*** Block opens ***

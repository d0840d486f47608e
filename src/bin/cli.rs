use std::fs::File;
use std::io::{self, BufWriter, Write};
use std::path::PathBuf;

use polars::prelude::*;
use rams_workload::{
    AppConfig, CapacityOverview, EnrichedResourceCapacity, PlanningStore, SqlitePlanningStore,
    WorkCalendar, WorkPackageBudgetStatus, WorkloadFilter, aggregate, load_snapshot_from_json,
    logging, rams_distribution, report, save_snapshot_to_json, workload_matrix,
};

type CliResult<T> = Result<T, Box<dyn std::error::Error>>;

fn cell_text(value: &AnyValue<'_>) -> String {
    match value {
        AnyValue::Null => String::new(),
        AnyValue::Int32(v) => v.to_string(),
        AnyValue::Int64(v) => v.to_string(),
        AnyValue::UInt32(v) => v.to_string(),
        AnyValue::Float64(v) => format!("{v:.2}"),
        AnyValue::String(s) => s.to_string(),
        AnyValue::Boolean(b) => b.to_string(),
        other => other.to_string(),
    }
}

fn render_df_as_text_table(df: &DataFrame) -> String {
    let columns = df.get_columns();
    let col_names: Vec<String> = columns.iter().map(|c| c.name().to_string()).collect();

    let mut cells: Vec<Vec<String>> = Vec::with_capacity(df.height());
    for row_idx in 0..df.height() {
        cells.push(
            columns
                .iter()
                .map(|col| col.get(row_idx).map(|av| cell_text(&av)).unwrap_or_default())
                .collect(),
        );
    }

    let mut widths: Vec<usize> = col_names.iter().map(|n| n.len()).collect();
    for row in &cells {
        for (ci, cell) in row.iter().enumerate() {
            widths[ci] = widths[ci].max(cell.len());
        }
    }

    let mut sep = String::from("+");
    for w in &widths {
        sep.push_str(&"-".repeat(*w + 2));
        sep.push('+');
    }

    let render_row = |values: &[String]| -> String {
        let mut line = String::from("|");
        for (ci, value) in values.iter().enumerate() {
            line.push(' ');
            line.push_str(value);
            line.push_str(&" ".repeat(widths[ci].saturating_sub(value.len())));
            line.push_str(" |");
        }
        line
    };

    let mut out = String::new();
    out.push_str(&sep);
    out.push('\n');
    out.push_str(&render_row(&col_names));
    out.push('\n');
    out.push_str(&sep);
    out.push('\n');
    for row in &cells {
        out.push_str(&render_row(row));
        out.push('\n');
    }
    out.push_str(&sep);
    out.push('\n');
    out
}

fn capacity_frame(resources: &[EnrichedResourceCapacity]) -> PolarsResult<DataFrame> {
    DataFrame::new(vec![
        Series::new(
            PlSmallStr::from_static("resource"),
            resources.iter().map(|r| r.name.clone()).collect::<Vec<_>>(),
        )
        .into_column(),
        Series::new(
            PlSmallStr::from_static("days"),
            resources.iter().map(|r| r.working_days).collect::<Vec<_>>(),
        )
        .into_column(),
        Series::new(
            PlSmallStr::from_static("capacity"),
            resources.iter().map(|r| r.monthly_capacity).collect::<Vec<_>>(),
        )
        .into_column(),
        Series::new(
            PlSmallStr::from_static("planned"),
            resources.iter().map(|r| r.total_planned_hours).collect::<Vec<_>>(),
        )
        .into_column(),
        Series::new(
            PlSmallStr::from_static("utilization_%"),
            resources.iter().map(|r| r.utilization_percentage).collect::<Vec<_>>(),
        )
        .into_column(),
        Series::new(
            PlSmallStr::from_static("status"),
            resources.iter().map(|r| r.capacity_status.as_str()).collect::<Vec<_>>(),
        )
        .into_column(),
    ])
}

fn budget_frame(statuses: &[WorkPackageBudgetStatus]) -> PolarsResult<DataFrame> {
    DataFrame::new(vec![
        Series::new(
            PlSmallStr::from_static("project"),
            statuses.iter().map(|s| s.project_name.clone()).collect::<Vec<_>>(),
        )
        .into_column(),
        Series::new(
            PlSmallStr::from_static("work_package"),
            statuses.iter().map(|s| s.work_package_name.clone()).collect::<Vec<_>>(),
        )
        .into_column(),
        Series::new(
            PlSmallStr::from_static("rams_tag"),
            statuses.iter().map(|s| s.rams_tag.to_string()).collect::<Vec<_>>(),
        )
        .into_column(),
        Series::new(
            PlSmallStr::from_static("standard"),
            statuses.iter().map(|s| s.standard_effort_hours).collect::<Vec<_>>(),
        )
        .into_column(),
        Series::new(
            PlSmallStr::from_static("planned"),
            statuses.iter().map(|s| s.total_planned_hours).collect::<Vec<_>>(),
        )
        .into_column(),
        Series::new(
            PlSmallStr::from_static("remaining"),
            statuses.iter().map(|s| s.hours_remaining).collect::<Vec<_>>(),
        )
        .into_column(),
        Series::new(
            PlSmallStr::from_static("status"),
            statuses.iter().map(|s| s.budget_status.as_str()).collect::<Vec<_>>(),
        )
        .into_column(),
    ])
}

fn print_help() {
    println!(
        "Commands:\n  help                               Show this help\n  resources                          List resources\n  projects                           List projects\n  capacity <year> <month>            Monthly capacity per resource\n  warnings <year> <month>            Over-capacity and high-utilization warnings\n  workload <year> [resource_id]      Hours per resource/project/month\n  budget                             Planned vs standard effort per work package\n  rams                               Totals per RAMS tag\n  log [n]                            Latest n change log entries (default 20)\n  export <file.json>                 Write a snapshot of all records\n  import <file.json>                 Replace all records with a snapshot\n  report capacity <year> <month> <file.csv>\n  report budget <file.csv>\n  report rams <file.csv>\n  report workload <year> <file.csv>\n                                     Write a CSV report\n  quit|exit                          Exit"
    );
}

fn parse_period(year: Option<&str>, month: Option<&str>) -> Option<(i32, u32)> {
    let year = year?.parse().ok()?;
    let month = month?.parse().ok()?;
    Some((year, month))
}

fn load_overview(
    store: &SqlitePlanningStore,
    calendar: &WorkCalendar,
    year: i32,
    month: u32,
) -> CliResult<CapacityOverview> {
    let records = store.monthly_utilization(year, month)?;
    Ok(CapacityOverview::build_on(calendar, &records, year, month))
}

fn budget_statuses(store: &SqlitePlanningStore) -> CliResult<Vec<WorkPackageBudgetStatus>> {
    Ok(store
        .budget_rollups()?
        .iter()
        .map(WorkPackageBudgetStatus::from_rollup)
        .collect())
}

fn create_file(path: &str) -> CliResult<BufWriter<File>> {
    Ok(BufWriter::new(File::create(path)?))
}

fn run_report(
    store: &SqlitePlanningStore,
    calendar: &WorkCalendar,
    args: &[&str],
) -> CliResult<String> {
    match args {
        ["capacity", year, month, path] => {
            let (year, month) = parse_period(Some(*year), Some(*month))
                .ok_or("year and month must be numbers")?;
            let overview = load_overview(store, calendar, year, month)?;
            report::write_capacity_report(create_file(path)?, &overview.resources)?;
            Ok(format!("Capacity report written to {path}"))
        }
        ["budget", path] => {
            report::write_budget_report(create_file(path)?, &budget_statuses(store)?)?;
            Ok(format!("Budget report written to {path}"))
        }
        ["rams", path] => {
            let distribution = rams_distribution(&store.budget_rollups()?);
            report::write_rams_distribution_report(create_file(path)?, &distribution)?;
            Ok(format!("RAMS distribution written to {path}"))
        }
        ["workload", year, path] => {
            let year: i32 = year.parse().map_err(|_| "year must be a number")?;
            let buckets = aggregate(&store.activity_rows()?, year, WorkloadFilter::all());
            report::write_workload_report(create_file(path)?, &buckets)?;
            Ok(format!("Workload report written to {path}"))
        }
        _ => Err("Usage: report <capacity|budget|rams|workload> ... <file.csv>".into()),
    }
}

fn run_command(
    store: &SqlitePlanningStore,
    calendar: &WorkCalendar,
    cmd: &str,
    args: &[&str],
) -> CliResult<String> {
    match cmd {
        "resources" => {
            let mut out = String::new();
            for r in store.list_resources()? {
                out.push_str(&format!(
                    "{:>4}  {}  ({}h/week, {} override(s))\n",
                    r.id,
                    r.name,
                    r.contract_hours,
                    r.monthly_availability_overrides.len()
                ));
            }
            Ok(out)
        }
        "projects" => {
            let mut out = String::new();
            for p in store.list_projects()? {
                out.push_str(&format!(
                    "{:>4}  {}  {} .. {}\n",
                    p.id, p.name, p.start_date, p.end_date
                ));
            }
            Ok(out)
        }
        "capacity" => {
            let (year, month) = parse_period(args.first().copied(), args.get(1).copied())
                .ok_or("Usage: capacity <year> <month>")?;
            let overview = load_overview(store, calendar, year, month)?;
            let summary = &overview.summary;
            Ok(format!(
                "{}{} resource(s), {} over capacity, {} at capacity, average {:.2}%",
                render_df_as_text_table(&capacity_frame(&overview.resources)?),
                summary.resource_count,
                summary.over_capacity,
                summary.at_capacity,
                summary.average_utilization
            ))
        }
        "warnings" => {
            let (year, month) = parse_period(args.first().copied(), args.get(1).copied())
                .ok_or("Usage: warnings <year> <month>")?;
            let overview = load_overview(store, calendar, year, month)?;
            if overview.warnings.is_empty() {
                return Ok("No capacity warnings.".to_string());
            }
            Ok(overview
                .warnings
                .iter()
                .map(|w| format!("[{:?}] {}", w.severity, w.message))
                .collect::<Vec<_>>()
                .join("\n"))
        }
        "workload" => {
            let year: i32 = args
                .first()
                .and_then(|y| y.parse().ok())
                .ok_or("Usage: workload <year> [resource_id]")?;
            let filter = match args.get(1) {
                Some(id) => WorkloadFilter::resource(id.parse().map_err(|_| "invalid resource_id")?),
                None => WorkloadFilter::all(),
            };
            let buckets = aggregate(&store.activity_rows()?, year, filter);
            Ok(render_df_as_text_table(&workload_matrix(&buckets)?))
        }
        "budget" => Ok(render_df_as_text_table(&budget_frame(&budget_statuses(store)?)?)),
        "rams" => {
            let mut out = String::new();
            for group in rams_distribution(&store.budget_rollups()?) {
                out.push_str(&format!(
                    "{:<16} {:>3} WP  {:>9.2}h standard  {:>9.2}h planned  {} resource(s)\n",
                    group.rams_tag,
                    group.work_package_count,
                    group.total_standard_hours,
                    group.total_planned_hours,
                    group.resource_count
                ));
            }
            Ok(out)
        }
        "log" => {
            let limit = match args.first() {
                Some(n) => n.parse().map_err(|_| "Usage: log [n]")?,
                None => 20,
            };
            let mut out = String::new();
            for entry in store.recent_changes(limit)? {
                out.push_str(&format!(
                    "{}  {:<6} {} {}\n",
                    entry.changed_at.format("%Y-%m-%d %H:%M:%S"),
                    entry.action.as_str(),
                    entry.entity_type,
                    entry.entity_id
                ));
            }
            Ok(out)
        }
        "export" => {
            let path = args.first().ok_or("Usage: export <file.json>")?;
            save_snapshot_to_json(&store.export_snapshot()?, path)?;
            Ok(format!("Snapshot written to {path}"))
        }
        "import" => {
            let path = args.first().ok_or("Usage: import <file.json>")?;
            let snapshot = load_snapshot_from_json(path)?;
            store.import_snapshot(&snapshot)?;
            Ok(format!(
                "Imported {} resource(s), {} project(s), {} work package(s), {} activity(ies)",
                snapshot.resources.len(),
                snapshot.projects.len(),
                snapshot.work_packages.len(),
                snapshot.activities.len()
            ))
        }
        "report" => run_report(store, calendar, args),
        _ => Err("Unknown command. Type 'help'.".into()),
    }
}

fn main() -> CliResult<()> {
    let config = AppConfig::from_env()?;
    logging::init(&config.log_filter);

    let database_path = std::env::args()
        .nth(1)
        .map(PathBuf::from)
        .unwrap_or(config.database_path);
    let store = SqlitePlanningStore::new(&database_path)?;
    let calendar = WorkCalendar::default();

    println!(
        "RAMS Workload (CLI) - {} - type 'help' for commands\n",
        database_path.display()
    );

    let stdin = io::stdin();
    let mut line = String::new();
    loop {
        print!("> ");
        let _ = io::stdout().flush();
        line.clear();
        match stdin.read_line(&mut line) {
            Ok(0) | Err(_) => break,
            Ok(_) => {}
        }
        let input = line.trim();
        if input.is_empty() {
            continue;
        }

        let mut parts = input.split_whitespace();
        let cmd = parts.next().unwrap_or("");
        let args: Vec<&str> = parts.collect();

        match cmd {
            "help" => print_help(),
            "quit" | "exit" => break,
            _ => match run_command(&store, &calendar, cmd, &args) {
                Ok(output) => println!("{output}"),
                Err(e) => println!("Error: {e}"),
            },
        }
    }
    Ok(())
}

*** Block closes ***

*Assignment*. Identify and extract each line of the listing that contains "PolarsResult".

*Answer*.
fn capacity_frame(resources: &[EnrichedResourceCapacity]) -> PolarsResult<DataFrame> {
fn budget_frame(statuses: &[WorkPackageBudgetStatus]) -> PolarsResult<DataFrame> {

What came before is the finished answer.